Amazon halts retail exec hiring
CEO looking to cut costs amid weakest growth in 2 decades
Amazon is freezing corporate hiring in its retail business for the rest of the year, according to an internal announcement obtained by The New York Times, making it the latest tech company to pull back amid economic uncertainty.
The email to recruiters announced that the company was halting hiring for all corporate roles, including technology positions, globally in its Amazon stores business, which covers the company’s retail and operations, and accounts for the bulk of Amazon.com Inc.’s sales. About 20,000 openings were posted in that division as of late Monday.
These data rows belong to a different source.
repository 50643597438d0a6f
use serde::{Deserialize, Serialize};

/// JWT claims issued by the external auth service. This crate only verifies
/// them; token issuance lives elsewhere.
#[derive(Debug, Serialize, Deserialize)]
pub struct Claims {
    pub user_id: u64,
    pub sub: String,
    pub role: u8, // role id
    pub exp: usize,
    pub jti: String,

    pub token_type: TokenType,
    /// Present only if this user is linked to an employee record
    pub employee_id: Option<u64>,
}

#[derive(Debug, Serialize, Deserialize, PartialEq)]
pub enum TokenType {
    Access,
    Refresh,
}
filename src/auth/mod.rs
pub mod auth;
pub mod jwt;
pub mod middleware;
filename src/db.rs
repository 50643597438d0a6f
use sqlx::MySqlPool;

pub async fn init_db(database_url: &str) -> MySqlPool {
    MySqlPool::connect(database_url)
        .await
        .expect("Failed to connect to database")
}
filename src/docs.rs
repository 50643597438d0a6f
use crate::api::attendance::{
    ActivityFilter, ActivityLogRow, ClockRequest, HistoryFilter, HistoryResponse,
};
use crate::api::overtime::{OvertimeFilter, RejectOvertime, SubmitOvertime};
use crate::api::visit::{RejectVisit, RequestVisit, VisitCheckpoint, VisitFilter};
use crate::model::attendance::{Attendance, AttendanceStatus};
use crate::model::employee::Employee;
use crate::model::overtime::{OvertimeRequest, OvertimeStatus};
use crate::model::visit::{Visit, VisitStatus, VisitType};
use utoipa::Modify;
use utoipa::openapi::security::{HttpAuthScheme, HttpBuilder, SecurityScheme};
use utoipa::{OpenApi, openapi};

#[derive(OpenApi)]
#[openapi(
    info(
        title = "Presence API",
        version = "1.0.0",
        description = r#"
## Employee Presence & Overtime Tracking

This API powers a mobile-first **attendance tracking** backend for field and office staff.

### 🔹 Key Features
- **Attendance**
  - Geofenced clock-in / clock-out, one record per employee per day
  - Daily status, monthly history, and an activity feed
- **Overtime**
  - Pre-approved overtime requests with a manager approval workflow
  - Clock-out credits overtime only up to the approved grant
- **Visits**
  - Field visit requests; starting a visit doubles as the day's clock-in

### 🔐 Security
All endpoints are protected using **JWT Bearer authentication**.
Approval endpoints additionally require a reviewing role and the matching
assigned approver.

### 📦 Response Format
- JSON-based RESTful responses

---
Built with **Rust**, **Actix Web**, **SQLx**, and **Utoipa**.
"#,
    ),
    modifiers(&SecurityAddon),
    paths(
        crate::api::attendance::clock_in_out,
        crate::api::attendance::attendance_status,
        crate::api::attendance::attendance_history,
        crate::api::attendance::activity_logs,

        crate::api::overtime::list_my_overtime,
        crate::api::overtime::submit_overtime,
        crate::api::overtime::get_overtime,
        crate::api::overtime::cancel_overtime,
        crate::api::overtime::pending_approvals,
        crate::api::overtime::approve_overtime,
        crate::api::overtime::reject_overtime,

        crate::api::visit::request_visit,
        crate::api::visit::list_my_visits,
        crate::api::visit::visit_approvals,
        crate::api::visit::approve_visit,
        crate::api::visit::reject_visit,
        crate::api::visit::start_visit,
        crate::api::visit::end_visit
    ),
    components(
        schemas(
            ClockRequest,
            HistoryFilter,
            HistoryResponse,
            ActivityFilter,
            ActivityLogRow,
            Attendance,
            AttendanceStatus,
            Employee,
            SubmitOvertime,
            OvertimeFilter,
            RejectOvertime,
            OvertimeRequest,
            OvertimeStatus,
            RequestVisit,
            VisitFilter,
            VisitCheckpoint,
            RejectVisit,
            Visit,
            VisitStatus,
            VisitType
        )
    ),
    tags(
        (name = "Attendance", description = "Clock-in/out and attendance history APIs"),
        (name = "Overtime", description = "Overtime request and approval APIs"),
        (name = "Visit", description = "Field visit tracking and approval APIs"),
    )
)]
pub struct ApiDoc;

/// Registers the `bearer_auth` scheme referenced by every protected path.
pub struct SecurityAddon;

impl Modify for SecurityAddon {
    fn modify(&self, openapi: &mut openapi::OpenApi) {
        if let Some(components) = openapi.components.as_mut() {
            components.add_security_scheme(
                "bearer_auth",
                SecurityScheme::Http(
                    HttpBuilder::new()
                        .scheme(HttpAuthScheme::Bearer)
                        .bearer_format("JWT")
                        .build(),
                ),
            );
        }
    }
}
The company’s cloud computing division, which is much more profitable than its retail business, will not be affected by the freeze. Some roles, such as student hiring and field positions, were exempt from the pause, the email said.
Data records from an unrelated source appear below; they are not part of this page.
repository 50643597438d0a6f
use crate::auth::auth::AuthUser;
use crate::auth::jwt::verify_token;
use crate::config::Config;
use crate::model::role::Role;
use actix_web::middleware::Next;
use actix_web::{
    Error, HttpMessage, HttpResponse,
    body::BoxBody,
    dev::{ServiceRequest, ServiceResponse},
    web::Data,
};
use serde_json::json;

pub async fn auth_middleware(
    req: ServiceRequest,
    next: Next<BoxBody>,
) -> Result<ServiceResponse<BoxBody>, Error> {
    let config = req
        .app_data::<Data<Config>>()
        .ok_or_else(|| actix_web::error::ErrorInternalServerError("App config missing"))?;

    let header_value = match req.headers().get("Authorization") {
        Some(h) => h.to_str().map_err(|_| {
            actix_web::error::ErrorUnauthorized(
                json!({"error": "Invalid Authorization header encoding"}),
            )
        })?,
        None => {
            let resp =
                HttpResponse::Unauthorized().json(json!({"error": "Missing Authorization header"}));
            return Ok(req.into_response(resp.map_into_boxed_body()));
        }
    };

    let token = match header_value.strip_prefix("Bearer ") {
        Some(t) => t,
        None => {
            let resp = HttpResponse::Unauthorized()
                .json(json!({"error": "Authorization header must start with Bearer"}));
            return Ok(req.into_response(resp.map_into_boxed_body()));
        }
    };

    let claims = match verify_token(token, &config.jwt_secret) {
        Ok(c) => c,
        Err(e) => {
            let resp = HttpResponse::Unauthorized()
                .json(json!({"error": "Invalid or expired token", "details": e}));
            return Ok(req.into_response(resp.map_into_boxed_body()));
        }
    };

    let role = match Role::from_id(claims.role) {
        Some(role) => role,
        None => {
            let resp = HttpResponse::Unauthorized().json(json!({"error": "Invalid role"}));
            return Ok(req.into_response(resp.map_into_boxed_body()));
        }
    };

    let auth_user = AuthUser {
        user_id: claims.user_id,
        username: claims.sub,
        role,
        employee_id: claims.employee_id,
    };

    req.extensions_mut().insert(auth_user);

    next.call(req).await
}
The email advised recruiters to tell job candidates that Amazon was not in a hiring freeze, although the correspondence went on to note that all open job requisitions should be closed in the coming days, with new openings becoming available early next year.
“Amazon continues to have a significant number of open roles available across the company,” Brad Glasser, an Amazon spokesperson, said in a statement. “We have many different businesses at various stages of evolution, and we expect to keep adjusting our hiring strategies in each of these businesses at various junctures.”
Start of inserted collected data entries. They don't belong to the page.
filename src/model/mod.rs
use chrono::NaiveDateTime;

pub mod attendance;
pub mod employee;
pub mod holiday;
pub mod office;
pub mod overtime;
pub mod role;
pub mod schedule;
pub mod visit;

/// Entities that flow through the pending -> approved/rejected workflow.
///
/// Both overtime requests and visits are addressed to an approver when
/// submitted; only that approver may decide them, and only while pending.
/// The mutators update the row in memory; the handler persists the result
/// inside its transaction.
pub trait Approvable {
    fn is_pending(&self) -> bool;

    /// Approver the request is addressed to.
    fn assigned_approver(&self) -> Option<u64>;

    fn approve(&mut self, approver_id: u64, at: NaiveDateTime);

    fn reject(&mut self, approver_id: u64, reason: String, at: NaiveDateTime);

    fn can_be_decided_by(&self, employee_id: u64) -> bool {
        self.is_pending() && self.assigned_approver() == Some(employee_id)
    }
}

#[cfg(test)]
mod tests {
    use super::*;
    use crate::model::overtime::{OvertimeRequest, OvertimeStatus};
    use crate::model::visit::{Visit, VisitStatus};
    use chrono::{NaiveDate, NaiveTime};

    fn now() -> NaiveDateTime {
        NaiveDate::from_ymd_opt(2025, 8, 25)
            .unwrap()
            .and_time(NaiveTime::from_hms_opt(18, 0, 0).unwrap())
    }

    #[test]
    fn only_the_assigned_approver_may_decide() {
        let req = OvertimeRequest::test_pending(now().date(), 42);
        assert!(req.can_be_decided_by(42));
        assert!(!req.can_be_decided_by(7));
    }

    #[test]
    fn decided_requests_cannot_be_reprocessed() {
        let mut req = OvertimeRequest::test_pending(now().date(), 42);
        req.approve(42, now());
        assert_eq!(req.status, OvertimeStatus::Approved);
        assert_eq!(req.approved_at, Some(now()));
        assert!(!req.can_be_decided_by(42));
    }

    #[test]
    fn rejection_records_the_reason() {
        let mut req = OvertimeRequest::test_pending(now().date(), 42);
        req.reject(42, "Cancelled by employee".to_string(), now());
        assert_eq!(req.status, OvertimeStatus::Rejected);
        assert_eq!(req.rejection_reason.as_deref(), Some("Cancelled by employee"));
    }

    #[test]
    fn visits_follow_the_same_gate() {
        let mut visit = Visit::test_pending(42);
        assert!(visit.can_be_decided_by(42));
        visit.approve(42, now());
        assert_eq!(visit.status, VisitStatus::Approved);
        assert!(!visit.can_be_decided_by(42));
    }
}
Candidates with interviews scheduled before Oct. 15 could still receive offers, but they would not start at Amazon until next year. The email recommended to cancel phone calls to screen candidates and other early recruiting activities.
Layoffs and hiring slowdowns have hit much of the tech industry in recent months. Meta Platforms Inc., the parent company of Facebook, told employees last week that it was freezing hiring for most positions as it looked to shrink its workforce.
Other retailers have signaled a painful period ahead, with rising costs and inventory as consumers cut back on discretionary spending amid high inflation.
Under Andy Jassy, who took over as Amazon’s CEO a little more than a year ago, the company has been pulling back on spending as it looks to trim costs amid its weakest growth in two decades.
Jassy recently told investors the company has focused on controlling costs and efficiency in its warehouse and logistics operations. Amazon has slowed its once-rapid warehouse expansion, closed facilities, backed out of leases and mothballed some new buildings.
The company employed 1.52 million people in the second quarter, which was almost 100,000 fewer than at the end of March, primarily from reductions in its hourly workforce.
Its corporate hiring freeze is the latest sign that cost-controlling measures are hitting Amazon’s core retail and technology teams, as well. In recent years, Amazon has hosted an annual “Career Day” in September, during which it recruits for tens of thousands of salaried positions. Last year, it received more than 1 million job applications. But it did not host the event this year.
Last month, on the company’s annual devices day, when it debuts consumer products, the offerings were notably more restrained than in the past. The event focused largely on updates to existing product lines, such as the Fire TV and Kindle.
In the past, the event included a number of oddball products with limited obvious consumer potential, like a printer for Post-it Notes, an Alexa-enabled ring and an indoor home security camera drone.